Return every line from the records below that has the word "GraphName".

Stored data:
::::

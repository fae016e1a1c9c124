use crate::toolkit::error::{TextPosition, TurtleParseError, TurtleSyntaxError};
use crate::toolkit::lexer::{Lexer, TokenOrLineJump, TokenRecognizer};
use std::collections::VecDeque;
use std::io::Read;
use std::ops::{Deref, Range};

/// Turns a token stream into parser outputs, with an explicit state stack.
pub trait RuleRecognizer: Sized {
    type TokenRecognizer: TokenRecognizer;
    type Output;
    type Context;

    /// The state to fall back to after an error, from which parsing can resume.
    fn error_recovery_state(self) -> Self;

    fn recognize_next(
        self,
        token: TokenOrLineJump<<Self::TokenRecognizer as TokenRecognizer>::Token<'_>>,
        context: &mut Self::Context,
        results: &mut Vec<Self::Output>,
        errors: &mut Vec<RuleRecognizerError>,
    ) -> Self;

    fn recognize_end(
        self,
        context: &mut Self::Context,
        results: &mut Vec<Self::Output>,
        errors: &mut Vec<RuleRecognizerError>,
    );
}

/// Outcome of pulling one token from the lexer.
enum TokenStep {
    /// No token is ready yet; more input (or end-of-input) is required.
    NoneReady,
    /// A token was fed into the recognizer state.
    Token,
    /// The lexer reported a syntax error.
    Error,
}

pub struct RuleRecognizerError {
    pub message: String,
}

impl<S: Into<String>> From<S> for RuleRecognizerError {
    fn from(message: S) -> Self {
        Self {
            message: message.into(),
        }
    }
}

/// Drives a [`Lexer`] and a [`RuleRecognizer`] over a byte buffer.
///
/// Outputs are queued in source order and handed out together with the caret
/// of the token that completed them.
#[expect(clippy::partial_pub_fields)]
pub struct Parser<B, RR: RuleRecognizer> {
    lexer: Lexer<B, RR::TokenRecognizer>,
    state: Option<RR>,
    pub context: RR::Context,
    results: Vec<RR::Output>,
    errors: Vec<RuleRecognizerError>,
    pending_results: VecDeque<(RR::Output, Range<TextPosition>)>,
    pending_errors: VecDeque<TurtleSyntaxError>,
}

impl<B, RR: RuleRecognizer> Parser<B, RR> {
    pub fn new(lexer: Lexer<B, RR::TokenRecognizer>, recognizer: RR, context: RR::Context) -> Self {
        Self {
            lexer,
            state: Some(recognizer),
            context,
            results: Vec::new(),
            errors: Vec::new(),
            pending_results: VecDeque::new(),
            pending_errors: VecDeque::new(),
        }
    }
}

impl<RR: RuleRecognizer> Parser<Vec<u8>, RR> {
    pub fn extend_from_slice(&mut self, other: &[u8]) {
        self.lexer.extend_from_slice(other)
    }

    #[inline]
    pub fn end(&mut self) {
        self.lexer.end()
    }

    pub fn for_reader<R: Read>(self, reader: R) -> ReaderIterator<R, RR> {
        ReaderIterator {
            reader,
            parser: self,
        }
    }
}

impl<B: Deref<Target = [u8]>, RR: RuleRecognizer> Parser<B, RR> {
    #[inline]
    pub fn is_end(&self) -> bool {
        self.state.is_none()
            && self.pending_results.is_empty()
            && self.pending_errors.is_empty()
            && self.lexer.is_end()
    }

    /// Attempts to parse the next output from the already provided data.
    ///
    /// Returns `None` if the parsing is finished or more data is required.
    pub fn parse_next(
        &mut self,
    ) -> Option<Result<(RR::Output, Range<TextPosition>), TurtleSyntaxError>> {
        loop {
            if let Some(error) = self.pending_errors.pop_front() {
                tracing::debug!(
                    line = error.location().start.line,
                    column = error.location().start.column,
                    offset = error.location().start.offset,
                    "syntax error: {}",
                    error.message()
                );
                return Some(Err(error));
            }
            if let Some(result) = self.pending_results.pop_front() {
                return Some(Ok(result));
            }
            match self.advance_from_next_token() {
                TokenStep::Token => {
                    self.queue_step_outputs();
                    continue;
                }
                TokenStep::Error => continue,
                TokenStep::NoneReady => {}
            }
            if self.lexer.is_end() {
                let Some(state) = self.state.take() else {
                    return None;
                };
                state.recognize_end(&mut self.context, &mut self.results, &mut self.errors);
                self.queue_step_outputs();
            } else {
                return None;
            }
        }
    }

    /// Pulls the next token from the lexer and feeds it into the recognizer
    /// state, if one is available yet.
    fn advance_from_next_token(&mut self) -> TokenStep {
        let Some(result) = self.lexer.parse_next() else {
            return TokenStep::NoneReady;
        };
        match result {
            Ok(token) => {
                self.state = self.state.take().map(|state| {
                    state.recognize_next(
                        token,
                        &mut self.context,
                        &mut self.results,
                        &mut self.errors,
                    )
                });
                TokenStep::Token
            }
            Err(e) => {
                self.state = self.state.take().map(RR::error_recovery_state);
                self.pending_errors.push_back(e);
                TokenStep::Error
            }
        }
    }

    /// Moves the recognizer outputs of the last step into the source-ordered
    /// queues, stamping results with the position of the completing token.
    fn queue_step_outputs(&mut self) {
        let location = self.lexer.last_token_location();
        for result in self.results.drain(..) {
            self.pending_results.push_back((result, location.clone()));
        }
        for error in self.errors.drain(..) {
            let message = error
                .message
                .replace("TOKEN", &self.lexer.last_token_source());
            self.pending_errors
                .push_back(TurtleSyntaxError::new(location.clone(), message));
        }
    }
}

impl<'a, RR: RuleRecognizer> Parser<&'a [u8], RR> {
    #[expect(clippy::should_implement_trait)]
    pub fn into_iter(self) -> SliceIterator<'a, RR> {
        SliceIterator { parser: self }
    }
}

/// Iterates the outputs of a parser fed from a [`Read`] implementation.
#[expect(clippy::partial_pub_fields)]
pub struct ReaderIterator<R: Read, RR: RuleRecognizer> {
    reader: R,
    pub parser: Parser<Vec<u8>, RR>,
}

impl<R: Read, RR: RuleRecognizer> Iterator for ReaderIterator<R, RR> {
    type Item = Result<(RR::Output, Range<TextPosition>), TurtleParseError>;

    fn next(&mut self) -> Option<Self::Item> {
        while !self.parser.is_end() {
            if let Some(result) = self.parser.parse_next() {
                return Some(result.map_err(TurtleParseError::Syntax));
            }
            if let Err(e) = self.parser.lexer.extend_from_reader(&mut self.reader) {
                return Some(Err(e.into()));
            }
        }
        None
    }
}

/// Iterates the outputs of a parser over a complete byte slice.
#[expect(clippy::partial_pub_fields)]
pub struct SliceIterator<'a, RR: RuleRecognizer> {
    pub parser: Parser<&'a [u8], RR>,
}

impl<RR: RuleRecognizer> Iterator for SliceIterator<'_, RR> {
    type Item = Result<(RR::Output, Range<TextPosition>), TurtleSyntaxError>;

    fn next(&mut self) -> Option<Self::Item> {
        self.parser.parse_next()
    }
}
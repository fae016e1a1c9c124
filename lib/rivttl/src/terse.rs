//! Shared reader implementation for Turtle and TriG.
//!
//! The recognizer emits [`ReaderEvent`]s: directives become `Base`/`Prefix`
//! events, statements carry the abbreviation flags of their source form, and
//! closing an anonymous node emits `EndAnonymous`. Containing statements are
//! emitted *before* the statements inside their `[ … ]` or `( … )`, so a
//! serializer can open the bracket when it sees the flag.

use crate::event::{ReaderEvent, StatementFlags};
use crate::lexer::{TtlLexer, TtlLexerMode, TtlToken};
use crate::toolkit::{Lexer, Parser, RuleRecognizer, RuleRecognizerError, TokenOrLineJump};
use crate::{MAX_BUFFER_SIZE, MIN_BUFFER_SIZE};
use oxiri::{Iri, IriRef};
use rivrdf::vocab::{rdf, xsd};
use rivrdf::{
    BlankNode, Environment, GraphName, Literal, NamedNode, Predicate, Statement, Subject, Term,
    Variable,
};
use std::sync::atomic::{AtomicU64, Ordering};

/// Serial number shared by all readers, so concurrently generated blank node
/// ids stay distinct between documents.
static DOCUMENT_SERIAL: AtomicU64 = AtomicU64::new(1);

/// Generates the `<prefix>b<n>` identifiers of the blank nodes the reader
/// introduces for `[ … ]` and `( … )`.
struct BlankIdGenerator {
    prefix: String,
    next_id: u64,
}

impl BlankIdGenerator {
    fn new(prefix_override: Option<String>, global: bool) -> Self {
        Self {
            prefix: prefix_override.unwrap_or_else(|| {
                if global {
                    String::new()
                } else {
                    format!("f{}", DOCUMENT_SERIAL.fetch_add(1, Ordering::Relaxed))
                }
            }),
            next_id: 0,
        }
    }

    fn fresh(&mut self) -> BlankNode {
        self.next_id += 1;
        BlankNode::new_unchecked(format!("{}b{}", self.prefix, self.next_id))
    }
}

pub struct TerseRecognizer {
    stack: Vec<TerseState>,
    cur_subject: Vec<Subject>,
    cur_predicate: Vec<Predicate>,
    cur_object: Vec<Term>,
    cur_graph: GraphName,
    pending_flags: StatementFlags,
    blank_ids: BlankIdGenerator,
    rewrite_blank_labels: bool,
    saw_generated_like_label: bool,
    saw_rewritten_like_label: bool,
    lenient: bool,
}
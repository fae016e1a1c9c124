//! End-to-end checks of the event streams the parsers emit.

use rivrdf::vocab::{rdf, xsd};
use rivrdf::{
    BlankNode, GraphName, Literal, NamedNode, Statement, Subject, Term,
};
use rivttl::{NTriplesParser, ReaderEvent, StatementFlags, TriGParser, TurtleParser};

fn statement_events(events: &[ReaderEvent]) -> Vec<(Statement, StatementFlags)> {
    events
        .iter()
        .filter_map(|event| {
            if let ReaderEvent::Statement {
                statement, flags, ..
            } = event
            {
                Some((statement.clone(), *flags))
            } else {
                None
            }
        })
        .collect()
}

#[test]
fn ntriples_minimal() {
    let events: Vec<ReaderEvent> = NTriplesParser::new()
        .for_slice("<http://a> <http://b> <http://c> .\n")
        .collect::<Result<_, _>>()
        .unwrap();
    assert_eq!(events.len(), 1);
    let ReaderEvent::Statement {
        statement,
        flags,
        caret,
    } = &events[0]
    else {
        panic!("expected a statement event, got {:?}", events[0]);
    };
    assert_eq!(*flags, StatementFlags::NONE);
    assert_eq!(
        *statement,
        Statement::triple(
            NamedNode::new_unchecked("http://a"),
            NamedNode::new_unchecked("http://b"),
            NamedNode::new_unchecked("http://c"),
        )
    );
    assert_eq!(statement.graph_name, GraphName::DefaultGraph);
    assert!(caret.is_some());
}

#[test]
fn turtle_prefix_and_list() {
    let file = "@prefix : <http://x/> .\n:s :p ( :a :b ) .\n";
    let events: Vec<ReaderEvent> = TurtleParser::new()
        .global_blank_ids()
        .for_slice(file)
        .collect::<Result<_, _>>()
        .unwrap();
    assert_eq!(
        events[0],
        ReaderEvent::Prefix {
            name: String::new(),
            iri: NamedNode::new_unchecked("http://x/"),
        }
    );
    let s = NamedNode::new_unchecked("http://x/s");
    let p = NamedNode::new_unchecked("http://x/p");
    let a = NamedNode::new_unchecked("http://x/a");
    let b = NamedNode::new_unchecked("http://x/b");
    let g1 = BlankNode::new_unchecked("b1");
    let g2 = BlankNode::new_unchecked("b2");
    assert_eq!(
        statement_events(&events),
        [
            (
                Statement::triple(s, p, g1.clone()),
                StatementFlags::LIST_OBJECT
            ),
            (
                Statement::triple(g1.clone(), rdf::FIRST, a),
                StatementFlags::NONE
            ),
            (
                Statement::triple(g1, rdf::REST, g2.clone()),
                StatementFlags::NONE
            ),
            (
                Statement::triple(g2.clone(), rdf::FIRST, b),
                StatementFlags::NONE
            ),
            (
                Statement::triple(g2, rdf::REST, rdf::NIL),
                StatementFlags::NONE
            ),
        ]
    );
}

#[test]
fn long_string_with_embedded_quotes() {
    let file = "<http://a> <http://b> \"\"\"he said \"\"hi\"\" loud\"\"\" .";
    let events: Vec<ReaderEvent> = TurtleParser::new()
        .for_slice(file)
        .collect::<Result<_, _>>()
        .unwrap();
    let statements = statement_events(&events);
    assert_eq!(statements.len(), 1);
    assert_eq!(
        statements[0].0.object,
        Term::Literal(Literal::new_simple_literal("he said \"\"hi\"\" loud"))
    );
}

#[test]
fn dot_ambiguity_in_decimal() {
    let file = "<http://a> <http://b> 1.5 . <http://a> <http://b> 1 .";
    let events: Vec<ReaderEvent> = TurtleParser::new()
        .for_slice(file)
        .collect::<Result<_, _>>()
        .unwrap();
    let statements = statement_events(&events);
    assert_eq!(statements.len(), 2);
    assert_eq!(
        statements[0].0.object,
        Term::Literal(Literal::new_typed_literal("1.5", xsd::DECIMAL))
    );
    assert_eq!(
        statements[1].0.object,
        Term::Literal(Literal::new_typed_literal("1", xsd::INTEGER))
    );
}

#[test]
fn blank_label_clash_is_reported() {
    let file = "_:b1 <http://p> _:B1 .";
    let results: Vec<_> = TurtleParser::new().for_slice(file).collect();
    let error = results
        .into_iter()
        .find_map(Result::err)
        .expect("a label clash error");
    assert!(error.message().contains("clashes"), "{error}");
}

#[test]
fn blank_label_clash_modes() {
    let file = "_:b1 <http://p> _:B1 .";
    // Both labels are kept as written
    let events: Vec<ReaderEvent> = TurtleParser::new()
        .exact_blank_ids()
        .for_slice(file)
        .collect::<Result<_, _>>()
        .unwrap();
    let statements = statement_events(&events);
    assert_eq!(
        statements[0].0.subject,
        Subject::BlankNode(BlankNode::new_unchecked("b1"))
    );
    assert_eq!(
        statements[0].0.object,
        Term::BlankNode(BlankNode::new_unchecked("B1"))
    );
}

#[test]
fn generated_looking_labels_are_rewritten() {
    let file = "_:b1 <http://p> <http://o> .";
    let events: Vec<ReaderEvent> = TurtleParser::new()
        .for_slice(file)
        .collect::<Result<_, _>>()
        .unwrap();
    assert_eq!(
        statement_events(&events)[0].0.subject,
        Subject::BlankNode(BlankNode::new_unchecked("B1"))
    );
}

#[test]
fn anonymous_object() {
    let file = "<http://s> <http://p> [ <http://q> <http://r> ] .";
    let events: Vec<ReaderEvent> = TurtleParser::new()
        .global_blank_ids()
        .for_slice(file)
        .collect::<Result<_, _>>()
        .unwrap();
    let node = BlankNode::new_unchecked("b1");
    assert_eq!(
        statement_events(&events),
        [
            (
                Statement::triple(
                    NamedNode::new_unchecked("http://s"),
                    NamedNode::new_unchecked("http://p"),
                    node.clone(),
                ),
                StatementFlags::ANON_OBJECT
            ),
            (
                Statement::triple(
                    node.clone(),
                    NamedNode::new_unchecked("http://q"),
                    NamedNode::new_unchecked("http://r"),
                ),
                StatementFlags::NONE
            ),
        ]
    );
    assert_eq!(
        events.last(),
        Some(&ReaderEvent::EndAnonymous { node })
    );
}

#[test]
fn directives_are_rejected_in_ntriples() {
    let results: Vec<_> = NTriplesParser::new()
        .for_slice("@prefix ex: <http://example.com/> .\n")
        .collect();
    let error = results
        .into_iter()
        .find_map(Result::err)
        .expect("a directive error");
    assert!(error.to_string().contains("not allowed"), "{error}");
}

#[test]
fn carets_are_monotonic() {
    let file = "<http://a> <http://b> ( 1 2 3 ) .\n<http://a> <http://b> \"x\" .\n";
    let mut previous = None;
    for event in TurtleParser::new().for_slice(file) {
        if let ReaderEvent::Statement { caret, .. } = event.unwrap() {
            let caret = caret.expect("statements carry carets");
            if let Some((line, column)) = previous {
                assert!((caret.line, caret.column) >= (line, column));
            }
            previous = Some((caret.line, caret.column));
        }
    }
    assert!(previous.is_some());
}

#[test]
fn trig_graphs() {
    let file = "<http://g> { <http://s> <http://p> <http://o> . }\nGRAPH <http://g2> { <http://s> <http://p> <http://o2> }";
    let events: Vec<ReaderEvent> = TriGParser::new()
        .for_slice(file)
        .collect::<Result<_, _>>()
        .unwrap();
    let statements = statement_events(&events);
    assert_eq!(statements.len(), 2);
    assert_eq!(
        statements[0].0.graph_name,
        GraphName::NamedNode(NamedNode::new_unchecked("http://g"))
    );
    assert_eq!(
        statements[1].0.graph_name,
        GraphName::NamedNode(NamedNode::new_unchecked("http://g2"))
    );
}

#[test]
fn base_resolution() {
    let file = "@base <http://example.com/dir/> .\n<name> <p> </root> .";
    let events: Vec<ReaderEvent> = TurtleParser::new()
        .for_slice(file)
        .collect::<Result<_, _>>()
        .unwrap();
    assert_eq!(
        events[0],
        ReaderEvent::Base {
            iri: NamedNode::new_unchecked("http://example.com/dir/"),
        }
    );
    let statements = statement_events(&events);
    assert_eq!(
        statements[0].0.subject,
        Subject::NamedNode(NamedNode::new_unchecked("http://example.com/dir/name"))
    );
    assert_eq!(
        statements[0].0.object,
        Term::NamedNode(NamedNode::new_unchecked("http://example.com/root"))
    );
}

#[test]
fn relative_iris_are_kept_on_demand() {
    let file = "@base <http://example.com/dir/> .\n<name> <p> <o> .";
    let events: Vec<ReaderEvent> = TurtleParser::new()
        .keep_relative_iris()
        .for_slice(file)
        .collect::<Result<_, _>>()
        .unwrap();
    assert_eq!(
        statement_events(&events)[0].0.subject,
        Subject::NamedNode(NamedNode::new_unchecked("name"))
    );
}

#[test]
fn lenient_mode_recovers_line_by_line() {
    let file = "<http://a> <http://b> bogus .\n<http://a> <http://b> <http://c> .\n";
    let mut errors = 0;
    let mut statements = 0;
    for event in TurtleParser::new().lenient().for_slice(file) {
        match event {
            Ok(ReaderEvent::Statement { .. }) => statements += 1,
            Ok(_) => (),
            Err(_) => errors += 1,
        }
    }
    assert_eq!(errors, 1);
    assert_eq!(statements, 1);
}

#[test]
fn variables_are_accepted_on_demand() {
    let file = "?s <http://p> $o .";
    TurtleParser::new()
        .for_slice(file)
        .collect::<Result<Vec<_>, _>>()
        .unwrap_err();
    let events: Vec<ReaderEvent> = TurtleParser::new()
        .with_variables()
        .for_slice(file)
        .collect::<Result<_, _>>()
        .unwrap();
    let statements = statement_events(&events);
    assert_eq!(
        statements[0].0.subject,
        Subject::Variable(rivrdf::Variable::new_unchecked("s"))
    );
    assert_eq!(
        statements[0].0.object,
        Term::Variable(rivrdf::Variable::new_unchecked("o"))
    );
}

#[test]
fn empty_anonymous_subject() {
    let file = "[] <http://p> <http://o> .";
    let events: Vec<ReaderEvent> = TurtleParser::new()
        .global_blank_ids()
        .for_slice(file)
        .collect::<Result<_, _>>()
        .unwrap();
    let statements = statement_events(&events);
    assert_eq!(statements.len(), 1);
    assert!(statements[0].1.contains(StatementFlags::EMPTY_SUBJECT));
}

#[test]
fn anonymous_subject_with_properties() {
    let file = "[ <http://p> <http://o> ] <http://q> <http://r> .";
    let events: Vec<ReaderEvent> = TurtleParser::new()
        .global_blank_ids()
        .for_slice(file)
        .collect::<Result<_, _>>()
        .unwrap();
    let statements = statement_events(&events);
    assert_eq!(statements.len(), 2);
    assert!(statements[0].1.contains(StatementFlags::ANON_SUBJECT));
    assert_eq!(statements[0].0.subject, statements[1].0.subject);
    assert!(
        events
            .iter()
            .any(|e| matches!(e, ReaderEvent::EndAnonymous { .. }))
    );
}

#[test]
fn unterminated_statement_is_an_error() {
    let results: Vec<_> = TurtleParser::new()
        .for_slice("<http://a> <http://b> ")
        .collect();
    assert!(results.into_iter().any(|r| r.is_err()));
}

#[test]
fn byte_order_mark_is_skipped() {
    let mut file = Vec::new();
    file.extend_from_slice(&[0xEF, 0xBB, 0xBF]);
    file.extend_from_slice(b"<http://a> <http://b> <http://c> .\n");
    let events: Vec<ReaderEvent> = NTriplesParser::new()
        .for_slice(&file)
        .collect::<Result<_, _>>()
        .unwrap();
    assert_eq!(statement_events(&events).len(), 1);
}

::::

_Answer space_
    BlankNode, Environment, GraphName, Literal, NamedNode, Predicate, Statement, Subject, Term,
    cur_graph: GraphName,
    BlankNode, GraphName, Literal, NamedNode, Statement, Subject, Term,
    assert_eq!(statement.graph_name, GraphName::DefaultGraph);
        GraphName::NamedNode(NamedNode::new_unchecked("http://g"))
        GraphName::NamedNode(NamedNode::new_unchecked("http://g2"))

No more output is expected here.